His new role remains difficult to understand, at least from the outside, but at least three Auburn coaches are now working directly with Burgess.

This is unusual.

No, this is very unusual.

For some, it's convenient to chalk this up to an inexperienced athletic director simply taking on a task that's too big for him. Greene arrived at Auburn after a successful run at Buffalo, but his only major-conference experience came as a fundraiser at Ole Miss.

To Greene's credit, he's been raising money at Auburn as well. The long-needed Football Performance Center is now being built where the "Old Track" stood — a project that's estimated to cost at least $91 million. That's not cheap. And that money is being spent at a time when the department is anticipating a significant shortfall due to the pandemic.

Ironically, Greene's fundraising might be part of the problem. Some coaches believe Greene and his top advisers have spent too much time fretting over external concerns and too little time supporting their coaches and programs. It's all a judgment call, of course, and one person's opinion is just that — an opinion.

Still, a chorus of similar opinions can be persuasive. Gogue's interest clearly was piqued by that chorale.

It's difficult to know where all this leads. One thing we know for sure is that it's bad news for Greene. It may or may not be bad news for Auburn; the university is searching for a new president and it's important for the president and the athletic director to be in lockstep. Remember that Greene was hired by Steven Leath, who stepped down as president in 2019. Without synergy between those two influential positions, things bog down.

That's exactly where we are: The system is bogged down.

Before you allow yourself to get too fussed over that bottleneck, remember that it's Auburn. Discord is standard procedure, dissent a right of passage. I've only been covering the Tigers since 1998, but I've only seen Auburn People mostly pushing in the same direction a few times.

Everybody was happy to break free of the 1998 football debacle and watch Tommy Tuberville pry the Tigers from apathy in 1999 and 2000. There were brief periods of fleeting unity during the 2004 season (prefaced by Jetgate), the 2010 season (prefaced by Tuberville's fall), the 2013 season (prefaced by Gene Chizik's fall) and the basketball team's run to the 2019 Final Four.

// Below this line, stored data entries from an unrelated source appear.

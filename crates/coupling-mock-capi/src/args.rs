//! Conversions from raw C arguments.
//!
//! Bad arguments are caller bugs. Every helper here reports them and aborts
//! the process, just like a failed `assert`. Nothing unwinds into C.

use std::ffi::{c_char, c_int, CStr};
use std::fmt;
use std::{process, slice};

use coupling_mock::Result;

/// Reports a caller bug on stderr and aborts.
#[cold]
pub fn violation(message: fmt::Arguments<'_>) -> ! {
    log::error!("{message}");
    eprintln!("coupling-mock: {message}");
    process::abort()
}

/// Borrows a NUL-terminated UTF-8 string.
///
/// # Safety
///
/// `ptr` must be null or point to a NUL-terminated string that outlives `'a`.
pub unsafe fn str_arg<'a>(ptr: *const c_char) -> &'a str {
    if ptr.is_null() {
        violation(format_args!("null string argument"));
    }
    unsafe { CStr::from_ptr(ptr) }
        .to_str()
        .unwrap_or_else(|_| violation(format_args!("string argument is not valid UTF-8")))
}

/// Converts a C element count.
pub fn count_arg(size: c_int) -> usize {
    usize::try_from(size).unwrap_or_else(|_| violation(format_args!("negative size argument: {size}")))
}

/// Borrows `len` elements starting at `ptr`.
///
/// # Safety
///
/// Unless `len` is zero, `ptr` must be valid for reads of `len` elements.
pub unsafe fn slice_arg<'a, T>(ptr: *const T, len: usize) -> &'a [T] {
    if len == 0 {
        return &[];
    }
    if ptr.is_null() {
        violation(format_args!("null array argument"));
    }
    unsafe { slice::from_raw_parts(ptr, len) }
}

/// Mutably borrows `len` elements starting at `ptr`.
///
/// # Safety
///
/// Unless `len` is zero, `ptr` must be valid for writes of `len` elements
/// and not aliased for `'a`.
pub unsafe fn slice_out<'a, T>(ptr: *mut T, len: usize) -> &'a mut [T] {
    if len == 0 {
        return &mut [];
    }
    if ptr.is_null() {
        violation(format_args!("null output array argument"));
    }
    unsafe { slice::from_raw_parts_mut(ptr, len) }
}

/// Unwraps a fixture answer, aborting on contract violations.
pub fn expect_contract<T>(operation: &str, result: Result<T>) -> T {
    result.unwrap_or_else(|err| violation(format_args!("{operation}: {err}")))
}

/// C truth value.
pub fn c_bool(value: bool) -> c_int {
    c_int::from(value)
}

In general, however, Auburn People don't pull in the same direction. There is resistance everywhere. Heck, Bryan Harsin's mere existence as the Tigers' head coach is a function of that resistance; Greene essentially went rouge on that hire when everybody else had different ideas about who to target and how to target them.

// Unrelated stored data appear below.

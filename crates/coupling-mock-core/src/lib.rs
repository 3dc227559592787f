//! Core fixture for coupling-mock-rs.
//!
//! This crate provides the pieces every front end shares:
//! - [`Dataset`], [`VertexSet`] and [`BoundingBox`] describing the fabricated mesh
//! - [`ExchangeBuffer`], the one buffer all data writes and reads go through
//! - [`Adapter`], the addressing-agnostic mock participant
//! - [`MockOptions`] holding the fabricated constants

// The fixture answers constants from many `&self` methods
#![allow(clippy::unused_self)]
// Vertex counts and indices become coordinates
#![allow(clippy::cast_precision_loss)]
#![allow(clippy::cast_possible_truncation)]
#![allow(clippy::cast_possible_wrap)]
// Documentation lints - internal functions don't need exhaustive panic/error docs
#![allow(clippy::missing_panics_doc)]
#![allow(clippy::missing_errors_doc)]
#![allow(clippy::must_use_candidate)]

pub mod action;
pub mod adapter;
pub mod buffer;
pub mod dataset;
pub mod error;
pub mod options;
pub mod phase;

pub use action::Action;
pub use adapter::{Adapter, Connectivity, ParticipantInfo, FINALIZE_MESSAGE};
pub use buffer::{ExchangeBuffer, ValueShape};
pub use dataset::{BoundingBox, Dataset, VertexId, VertexSet, DIMENSIONS};
pub use error::{MockError, Result};
pub use options::MockOptions;
pub use phase::Phase;

// Re-export glam types for convenience
pub use glam::DVec3;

It's clear that a bloc of folks believe Greene is part of the current problem. Will Burgess reach the same conclusion? It's impossible to know. His quick rise to (at least) de facto power within the department indicates that Gogue believes the stakes are high. It's then reasonable to presume some measure of pressure being placed upon Burgess to identify the problem and solve it.

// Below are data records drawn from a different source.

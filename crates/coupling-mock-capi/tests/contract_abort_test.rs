//! Caller bugs at the C boundary abort the process.
//!
//! An abort takes the whole test binary down, so every case re-runs this
//! binary as a child process restricted to `abort_case`, with the case name
//! in an environment variable, and inspects how the child exited.

use std::env;
use std::ffi::CString;
use std::process::{Command, Output};
use std::ptr;

use coupling_mock_capi::*;

const CASE_VAR: &str = "COUPLING_MOCK_ABORT_CASE";

#[cfg(unix)]
const SIGABRT: i32 = 6;

fn cstr(s: &str) -> CString {
    CString::new(s).expect("CString::new failed")
}

fn create() {
    unsafe {
        precicec_createParticipant(cstr("SolverOne").as_ptr(), cstr("config.xml").as_ptr(), 0, 1);
    }
}

/// Child side. Does nothing unless `CASE_VAR` names a case.
#[test]
fn abort_case() {
    let Ok(case) = env::var(CASE_VAR) else {
        return;
    };
    let mesh = cstr("FakeMesh");
    unsafe {
        match case.as_str() {
            "not_created" => precicec_initialize(),
            "access_region" => {
                create();
                precicec_setMeshAccessRegion(mesh.as_ptr(), [9.0; 6].as_ptr());
            }
            "vertex_count" => {
                create();
                let positions = [0.0; 6];
                let mut ids = [-1; 2];
                precicec_setMeshVertices(mesh.as_ptr(), 2, positions.as_ptr(), ids.as_mut_ptr());
            }
            "wrong_mesh" => {
                create();
                let mut ids = [-1; 3];
                let mut coordinates = [0.0; 9];
                precicec_getMeshVerticesAndIDs(
                    cstr("OtherMesh").as_ptr(),
                    3,
                    ids.as_mut_ptr(),
                    coordinates.as_mut_ptr(),
                );
            }
            "negative_size" => {
                create();
                precicec_getMeshVerticesAndIDs(mesh.as_ptr(), -1, ptr::null_mut(), ptr::null_mut());
            }
            "null_name" => {
                create();
                precicec_getMeshVertexSize(ptr::null());
            }
            other => panic!("unknown abort case {other}"),
        }
    }
}

fn run_case(case: &str) -> Output {
    let exe = env::current_exe().expect("test binary path");
    Command::new(exe)
        .args(["abort_case", "--exact", "--nocapture", "--test-threads=1"])
        .env(CASE_VAR, case)
        .output()
        .expect("failed to spawn child test process")
}

fn assert_aborted(case: &str, message: &str) {
    let output = run_case(case);
    let stderr = String::from_utf8_lossy(&output.stderr);
    assert!(
        !output.status.success(),
        "{case}: child exited normally, stderr: {stderr}"
    );
    #[cfg(unix)]
    {
        use std::os::unix::process::ExitStatusExt;
        assert_eq!(
            output.status.signal(),
            Some(SIGABRT),
            "{case}: expected an abort, got {:?}",
            output.status
        );
    }
    assert!(stderr.contains(message), "{case}: stderr was {stderr}");
}

#[test]
fn test_call_before_create_aborts() {
    assert_aborted("not_created", "mock participant not created");
}

#[test]
fn test_foreign_access_region_aborts() {
    assert_aborted(
        "access_region",
        "setMeshAccessRegion: bounding box mismatch at index 0",
    );
}

#[test]
fn test_vertex_count_mismatch_aborts() {
    assert_aborted(
        "vertex_count",
        "setMeshVertices: data size mismatch: expected 9, got 6",
    );
}

#[test]
fn test_wrong_mesh_aborts() {
    assert_aborted(
        "wrong_mesh",
        "getMeshVerticesAndIDs: mesh 'OtherMesh' is not the fixture mesh",
    );
}

#[test]
fn test_negative_size_aborts() {
    assert_aborted("negative_size", "negative size argument: -1");
}

#[test]
fn test_null_name_aborts() {
    assert_aborted("null_name", "null string argument");
}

That may or may not affect Greene's status.

Just remember that Auburn cannot be habitually excellent until resistance subsides. Greene is an outsider and he's facing headwinds. Jay Jacobs was an insider and he faced headwinds. Same for David Housel.

Unity of purpose is the only real solution. Auburn needs that more than anything — or anybody.


Ivory Club
Let's say things really crash and burn down there and Harsin is sent packing. How much is his buyout?
It's another doozy of a contract. As I recall his buyout is a little over 21 million right now. If he's fired at the end of the season they'll have another Gus situation: 70% of his contract is due if he's fired without cause with half of it due within 30 days.


Sideline Club
This article is like all other articles when it comes to Auburn. The athletic department is not run by the athletic director. It is today and has always been run by the money brokers. For many years it was the banker, now it's the yellow wood man and construction guy using the COO to oversee the athletic department. Now that's a positive plan (LOL). If Harsin even makes it through the second year will be a miracle.